The California State Board of Equalization until today, June 27, was unique as a tax collecting and tax arbitration board whose members were elected by voters, not appointed. The BOE was established in 1879 to ensure that property taxes were fairly assessed and collected – equalized – throughout the state of California. Over the years, the BOE acquired the duties of collecting and administering several taxes and fees, and deciding on tax appeals.
The Board’s longevity and its having successfully administered numerous taxes and fees affecting millions of individuals and businesses did not save it from the chopping block. On June 15 California legislators passed Assembly Bill 102, and on June 27 Governor Jerry Brown signed the bill into law. By the stroke of a few pens, all duties of the State Board of Equalization, except those specifically enumerated in the California Constitution, transferred to newly-created bureaucracies of unelected officials. The California Department of Tax and Fee Administration inherited all of BOE’s tax administration duties, and the Office of Tax Appeals acquired BOE’s tax adjudication duties.
"This agency should serve the public rather than serve the next person up the hierarchy ladder. The BOE is currently like a dysfunctional family. It needs a strong and clear leader who will assume fiscal accountability and ensure everyone plays by the same rules of good government.” (Fiona Ma, Board of Equalization member since 2015)
The text of AB 102 lists a litany of woes, such as “inappropriate interventions by board members in administrative and appeal-related activities,” and attempts to “influence the audits, investigations, and collections activities of the board’s civil service employees.” Leaving aside the possibility that the job of elected officials is to watch over the job of civil service employees, it appears the BOE needed some improvement.
"Taxpayers must be warned: the so-called 'Transparency and Fairness' legislation announced today by the very politicians who just voted to raise your gas tax, is neither transparent nor fair…This last-minute budget power grab would strip California taxpayers of their right to bring their tax appeals before their elected peers. In its place the bill would establish yet another unelected and costly tax bureaucracy.” (George Runner, BOE Board member since 2011.)

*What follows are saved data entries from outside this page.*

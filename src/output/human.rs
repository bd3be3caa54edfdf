#![forbid(unsafe_code)]

//! Human-readable output formatter with colorization support

use super::style::Formatter;
use super::terminal::TerminalCapabilities;
use crate::lookup::LookupReport;
use crate::peel::PeelReport;

/// Human-readable output formatter
///
/// Formats reports for terminal display. Styling and emoji are only kept when the
/// terminal supports them.
pub struct HumanFormatter<T> {
    formatter: Formatter<T>,
}

impl<T: TerminalCapabilities> HumanFormatter<T> {
    /// Creates a new HumanFormatter backed by the given terminal
    pub fn new(terminal: T) -> Self {
        HumanFormatter {
            formatter: Formatter::new(terminal),
        }
    }

    /// Format a peel report
    ///
    /// Lists each reserved flag with its value, followed by the arguments left
    /// for the wrapped tool.
    pub fn format_peel(&self, report: &PeelReport) -> String {
        let f = &self.formatter;
        let mut output = String::new();

        push_line(&mut output, &f.bold_title("Reserved flags 🧹"));
        output.push('\n');

        if report.values.is_empty() {
            push_line(&mut output, &format!("  {}", f.comment("(none configured)")));
        }

        let width = report
            .values
            .iter()
            .map(|flag| flag.name.len())
            .max()
            .unwrap_or(0);

        for flag in &report.values {
            let name = format!("--{:<width$}", flag.name, width = width);
            let value = if flag.present {
                self.value(&flag.value.to_string())
            } else {
                format!(
                    "{} {}",
                    self.value(&flag.value.to_string()),
                    f.comment("(not set)")
                )
            };
            push_line(&mut output, &format!("  {}  {}", f.bold(&name), value));
        }

        output.push('\n');
        push_line(&mut output, &f.bold_title("Forwarded arguments 📦"));
        output.push('\n');

        if report.clean_args.is_empty() {
            push_line(&mut output, &format!("  {}", f.comment("(none)")));
        } else {
            let joined = report
                .clean_args
                .iter()
                .map(|arg| quote_arg(arg))
                .collect::<Vec<_>>()
                .join(" ");
            push_line(&mut output, &format!("  {}", joined));
        }

        output
    }

    /// Format the result of a single flag lookup
    pub fn format_lookup(&self, report: &LookupReport) -> String {
        let f = &self.formatter;
        let mut output = String::new();

        match (report.index, report.value_index, report.value.as_deref()) {
            (Some(index), Some(value_index), Some(value)) => {
                let position = if index == value_index {
                    format!("argument {}", index)
                } else {
                    format!("arguments {}..={}", index, value_index)
                };
                let line = format!(
                    "{} {} at {}: {}",
                    f.green("✅"),
                    f.bold(&report.flag),
                    position,
                    self.value(value)
                );
                push_line(&mut output, line.trim_start());
            }
            _ => {
                let line = format!(
                    "{} {} {}",
                    f.yellow("🔍"),
                    f.bold(&report.flag),
                    f.comment("not found")
                );
                push_line(&mut output, line.trim_start());
            }
        }

        output
    }

    /// Render a flag value as given, quoted when ambiguous
    ///
    /// Values are user input, so emoji in them are never stripped.
    fn value(&self, text: &str) -> String {
        let quoted = quote_arg(text);
        if self.formatter.terminal().supports_styling() {
            self.formatter.green(&quoted)
        } else {
            quoted
        }
    }
}

/// Push a line, dropping trailing whitespace left behind by stripped emoji
fn push_line(output: &mut String, line: &str) {
    output.push_str(line.trim_end());
    output.push('\n');
}

/// Quote arguments that would otherwise be ambiguous when joined by spaces
fn quote_arg(arg: &str) -> String {
    if arg.is_empty() || arg.chars().any(char::is_whitespace) {
        format!("{:?}", arg)
    } else {
        arg.to_string()
    }
}

#[cfg(test)]
mod tests {
    use super::*;
    use crate::config::FlagSpec;
    use crate::lookup::lookup;
    use crate::output::terminal::FixedTerminal;
    use crate::peel::peel;

    fn sample_report() -> PeelReport {
        let specs = [
            FlagSpec::int("threads", 3),
            FlagSpec::string("server-id"),
            FlagSpec::bool("fail"),
        ];
        peel(&["upload", "--server-id=prod", "my file.zip"], &specs).unwrap()
    }

    #[test]
    fn test_format_peel_plain() {
        let formatter = HumanFormatter::new(FixedTerminal::plain());
        let output = formatter.format_peel(&sample_report());

        assert!(output.starts_with("Reserved flags\n"));
        assert!(output.contains("--threads    3 (not set)"));
        assert!(output.contains("--server-id  prod"));
        assert!(output.contains("--fail       false (not set)"));
        assert!(output.contains("Forwarded arguments\n"));
        assert!(output.contains("  upload \"my file.zip\"\n"));
        assert!(!output.contains('\x1b'));
        assert!(!output.contains("🧹"));
    }

    #[test]
    fn test_format_peel_color_keeps_emoji() {
        let formatter = HumanFormatter::new(FixedTerminal::color());
        let output = formatter.format_peel(&sample_report());

        assert!(output.contains("🧹"));
        assert!(output.contains("📦"));
        assert!(output.contains('\x1b'));
    }

    #[test]
    fn test_format_peel_empty() {
        let formatter = HumanFormatter::new(FixedTerminal::plain());
        let report = peel::<&str>(&[], &[]).unwrap();
        let output = formatter.format_peel(&report);

        assert!(output.contains("(none configured)"));
        assert!(output.contains("(none)"));
    }

    #[test]
    fn test_format_lookup_found() {
        let formatter = HumanFormatter::new(FixedTerminal::plain());

        let report = lookup("--tag", &["push", "--tag", "v1"], false).unwrap();
        assert_eq!(
            formatter.format_lookup(&report),
            "--tag at arguments 1..=2: v1\n"
        );

        let report = lookup("--tag", &["--tag=v1"], false).unwrap();
        assert_eq!(formatter.format_lookup(&report), "--tag at argument 0: v1\n");
    }

    #[test]
    fn test_format_lookup_not_found() {
        let formatter = HumanFormatter::new(FixedTerminal::plain());
        let report = lookup("--tag", &["push"], false).unwrap();
        assert_eq!(formatter.format_lookup(&report), "--tag not found\n");
    }

    #[test]
    fn test_format_lookup_keeps_value_verbatim() {
        let formatter = HumanFormatter::new(FixedTerminal::plain());

        let report = lookup("--tag", &["--tag=🐸"], false).unwrap();
        assert_eq!(formatter.format_lookup(&report), "--tag at argument 0: 🐸\n");

        let report = lookup("--tag", &["--tag=v1 "], false).unwrap();
        assert_eq!(
            formatter.format_lookup(&report),
            "--tag at argument 0: \"v1 \"\n"
        );
    }

    #[test]
    fn test_format_peel_keeps_emoji_value() {
        let formatter = HumanFormatter::new(FixedTerminal::plain());
        let specs = [FlagSpec::string("tag")];
        let report = peel(&["push", "--tag", "🐸"], &specs).unwrap();
        let output = formatter.format_peel(&report);

        assert!(output.contains("  --tag  🐸\n"));
        assert!(!output.contains("🧹"));
    }

    #[test]
    fn test_quote_arg() {
        assert_eq!(quote_arg("plain"), "plain");
        assert_eq!(quote_arg("two words"), "\"two words\"");
        assert_eq!(quote_arg(""), "\"\"");
    }
}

With AB 102 it sounds like the baby was thrown out with the bathwater. Voters have lost one more chance to control how they are governed. State legislators seem to be implying that appointed officials can be held better accountable than elected ones, right after the news that appointed officials of the University of California system were found to have interfered with auditors’ surveys and hidden millions of dollars in reserves while student tuition soared.
"Opponents to Assembly Bill 102 have stated that the bill was drafted and advanced too quickly for lawmakers to fully vet the proposal and for taxpayers to provide input. It already has been reported that certain lawmakers believe the bill violates the California Constitution and certain state policies addressing how the legislature can make major changes to state agencies." (KPMG Observation)

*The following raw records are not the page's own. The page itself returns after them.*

//! Render consumer: drains the ring into the engine's I/Q output
//! buffers once per process callback.
//!
//! Everything here runs under the JACK real-time deadline, so the hot
//! path never allocates, locks or performs I/O. The JACK-specific glue
//! lives in `audio.rs`; this stage only sees two `f32` slices.

use std::sync::Arc;

use crate::gate::{FillGate, FillState};
use crate::ring;
use crate::session::PipelineStats;

pub struct RenderStage {
    consumer: ring::Consumer,
    gate: FillGate,
    /// Reusable drain target; sized up front, resized only from the
    /// non-real-time buffer-size callback.
    scratch: Vec<u8>,
    stats: Arc<PipelineStats>,
}

impl RenderStage {
    pub fn new(consumer: ring::Consumer, stats: Arc<PipelineStats>, max_frames: usize) -> Self {
        Self {
            consumer,
            gate: FillGate::new(),
            scratch: vec![0u8; max_frames.max(1) * 2],
            stats,
        }
    }

    /// Grow the scratch region. Must not be called from the process
    /// callback; JACK invokes the buffer-size callback outside the
    /// real-time context.
    pub fn ensure_scratch(&mut self, bytes: usize) {
        if self.scratch.len() < bytes {
            self.scratch.resize(bytes, 0);
        }
    }

    /// Fill exactly one callback's worth of output.
    ///
    /// Drains up to `nframes * 2` bytes (gated by the fill controller),
    /// widens each byte pair straight to `f32` and zero-pads any
    /// shortfall on both channels. Byte values are emitted as-is, not
    /// rescaled or DC-centered, matching what downstream consumers of
    /// the raw dongle stream expect.
    pub fn fill(&mut self, out_i: &mut [f32], out_q: &mut [f32]) {
        let nframes = out_i.len().min(out_q.len());
        let want = (nframes * 2).min(self.scratch.len());

        let available = self.consumer.available();
        let was_streaming = self.gate.state() == FillState::Streaming;
        let get = self.gate.grant(want, available);
        let got = if get > 0 {
            self.consumer.read(&mut self.scratch[..get])
        } else {
            0
        };

        // Silence substitution while nominally streaming is an
        // underrun, including the drain-to-zero flip back to Filling.
        let flipped_back = was_streaming && self.gate.state() == FillState::Filling;
        let short = self.gate.state() == FillState::Streaming && got < want;
        if flipped_back || short {
            self.stats.record_underrun();
        }

        let frames = got / 2;
        for k in 0..frames {
            out_i[k] = f32::from(self.scratch[2 * k]);
            out_q[k] = f32::from(self.scratch[2 * k + 1]);
        }
        for k in frames..nframes {
            out_i[k] = 0.0;
            out_q[k] = 0.0;
        }
    }
}

#[cfg(test)]
mod tests {
    use super::*;
    use crate::ring::with_capacity;

    fn stage(capacity: usize, max_frames: usize) -> (crate::ring::Producer, RenderStage) {
        let (prod, cons) = with_capacity(capacity);
        let stats = Arc::new(PipelineStats::default());
        (prod, RenderStage::new(cons, stats, max_frames))
    }

    #[test]
    fn test_silence_while_filling() {
        let (mut prod, mut stage) = stage(1024, 64);
        prod.write(&[200u8; 100]);

        let mut out_i = [1.0f32; 64];
        let mut out_q = [1.0f32; 64];
        stage.fill(&mut out_i, &mut out_q);

        assert!(out_i.iter().all(|&s| s == 0.0));
        assert!(out_q.iter().all(|&s| s == 0.0));
        // Abstaining does not discard buffered data
        assert_eq!(stage.consumer.available(), 100);
    }

    #[test]
    fn test_widened_bytes_in_order() {
        let (mut prod, mut stage) = stage(4096, 4);
        // want = 8 bytes, so 64 bytes crosses the high-water mark
        let bytes: Vec<u8> = (0..64).collect();
        prod.write(&bytes);

        let mut out_i = [0.0f32; 4];
        let mut out_q = [0.0f32; 4];
        stage.fill(&mut out_i, &mut out_q);

        assert_eq!(out_i, [0.0, 2.0, 4.0, 6.0]);
        assert_eq!(out_q, [1.0, 3.0, 5.0, 7.0]);
    }

    #[test]
    fn test_shortfall_zero_padded() {
        let (mut prod, mut stage) = stage(4096, 8);
        // Open the gate with exactly the high-water mark (want = 16)
        prod.write(&(0..128).map(|v| v as u8).collect::<Vec<_>>());

        // Drain all 128 bytes over 8 callbacks, staying in Streaming
        let mut sink_i = [0.0f32; 8];
        let mut sink_q = [0.0f32; 8];
        for _ in 0..8 {
            stage.fill(&mut sink_i, &mut sink_q);
        }
        assert_eq!(stage.consumer.available(), 0);
        assert_eq!(stage.stats.get_underruns(), 0);

        // Only 6 bytes arrive before the next callback
        prod.write(&[10, 11, 12, 13, 14, 15]);

        // 3 real frames, then exact zeros on both channels
        let mut out_i = [9.0f32; 8];
        let mut out_q = [9.0f32; 8];
        stage.fill(&mut out_i, &mut out_q);
        assert_eq!(out_i[..3], [10.0, 12.0, 14.0]);
        assert_eq!(out_q[..3], [11.0, 13.0, 15.0]);
        assert!(out_i[3..].iter().all(|&s| s == 0.0));
        assert!(out_q[3..].iter().all(|&s| s == 0.0));
        assert_eq!(stage.stats.get_underruns(), 1);
    }

    #[test]
    fn test_underrun_counted_on_drain_to_zero() {
        let (mut prod, mut stage) = stage(1024, 4);
        prod.write(&[50u8; 64]); // exactly 8 * want

        let mut out_i = [0.0f32; 4];
        let mut out_q = [0.0f32; 4];
        for _ in 0..8 {
            stage.fill(&mut out_i, &mut out_q);
        }
        assert_eq!(stage.stats.get_underruns(), 0);

        // Buffer is now empty: this callback flips back to Filling
        stage.fill(&mut out_i, &mut out_q);
        assert_eq!(stage.stats.get_underruns(), 1);
        assert!(out_i.iter().all(|&s| s == 0.0));
    }

    #[test]
    fn test_end_to_end_capture_to_render() {
        // Producer side decimates, ring hands off, render widens
        let mut dec = crate::decimate::Decimator::new(6);
        let (mut prod, mut stage) = stage(1024, 2);

        // 96 units: every 6th survives -> 16 units = 32 bytes >= 8 * want
        let chunk: Vec<u8> = (0..192).map(|v| v as u8).collect();
        let out = dec.decimate(&chunk);
        assert_eq!(prod.write(out), 32);

        let mut out_i = [0.0f32; 2];
        let mut out_q = [0.0f32; 2];
        stage.fill(&mut out_i, &mut out_q);

        // Units 0 and 6 of the raw stream
        assert_eq!(out_i, [0.0, 12.0]);
        assert_eq!(out_q, [1.0, 13.0]);
    }
}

The manner in which AB 102 came into being further illustrates how voters’ rights can be eroded. The bill passed as a trailer in Governor Brown’s 2017 – 2018 budget. Once the budget was approved, so was AB 102. The magnitude of changes called by this bill warranted more deliberation and public input. The rush to passage leaves legislators and civil servants with the mammoth task of figuring the details of reassigning 4,000 employees, and administering numerous taxes and fees that generate nearly $60 billion annually.